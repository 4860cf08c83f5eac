// SPDX-License-Identifier: BUSL-1.1
// Copyright (c) 2026 Alfred Jean LLC

//! Centralized environment variable access for the CLI crate.

use std::path::PathBuf;

/// Config file from FL_CONFIG, used when `--config` is not given.
pub fn config_path() -> Option<PathBuf> {
    std::env::var("FL_CONFIG")
        .ok()
        .filter(|s| !s.is_empty())
        .map(PathBuf::from)
}

/// Tracing filter for the logger's own diagnostics (FL_LOG, default `warn`).
pub fn log_filter() -> String {
    std::env::var("FL_LOG")
        .ok()
        .filter(|s| !s.is_empty())
        .unwrap_or_else(|| "warn".to_string())
}

#[cfg(test)]
#[path = "env_tests.rs"]
mod tests;
// SPDX-License-Identifier: BUSL-1.1
// Copyright (c) 2026 Alfred Jean LLC

//! Tracing setup for the binary.

use tracing_subscriber::{fmt, prelude::*, EnvFilter};

/// Route the pipeline's own tracing output to stderr.
pub fn setup_logging() {
    let filter =
        EnvFilter::try_new(crate::env::log_filter()).unwrap_or_else(|_| EnvFilter::new("warn"));

    tracing_subscriber::registry()
        .with(filter)
        .with(
            fmt::layer()
                .with_writer(std::io::stderr)
                .with_target(false),
        )
        .init();
}
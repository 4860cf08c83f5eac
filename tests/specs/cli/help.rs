//! CLI help output specs

use crate::prelude::*;

#[test]
fn fl_help_shows_usage() {
    cli()
        .args(&["--help"])
        .passes()
        .stdout_has("Usage:")
        .stdout_has("--config")
        .stdout_has("--file");
}

#[test]
fn fl_write_help_shows_usage() {
    cli()
        .args(&["write", "--help"])
        .passes()
        .stdout_has("Usage:")
        .stdout_has("<FILE>");
}

#[test]
fn fl_version_shows_version() {
    cli().args(&["--version"]).passes().stdout_has("0.1");
}

#[test]
fn fl_binary_is_built_for_specs() {
    let path = fl_binary();
    assert!(path.exists(), "fl binary not found at {}", path.display());
}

★ ★ ★ ★

• **WHAT IS NEEDED**
Copy out every line of the data where the word "from" occurs.

• **EXPECTED ANSWER**
/// Config file from FL_CONFIG, used when `--config` is not given.
        .map(PathBuf::from)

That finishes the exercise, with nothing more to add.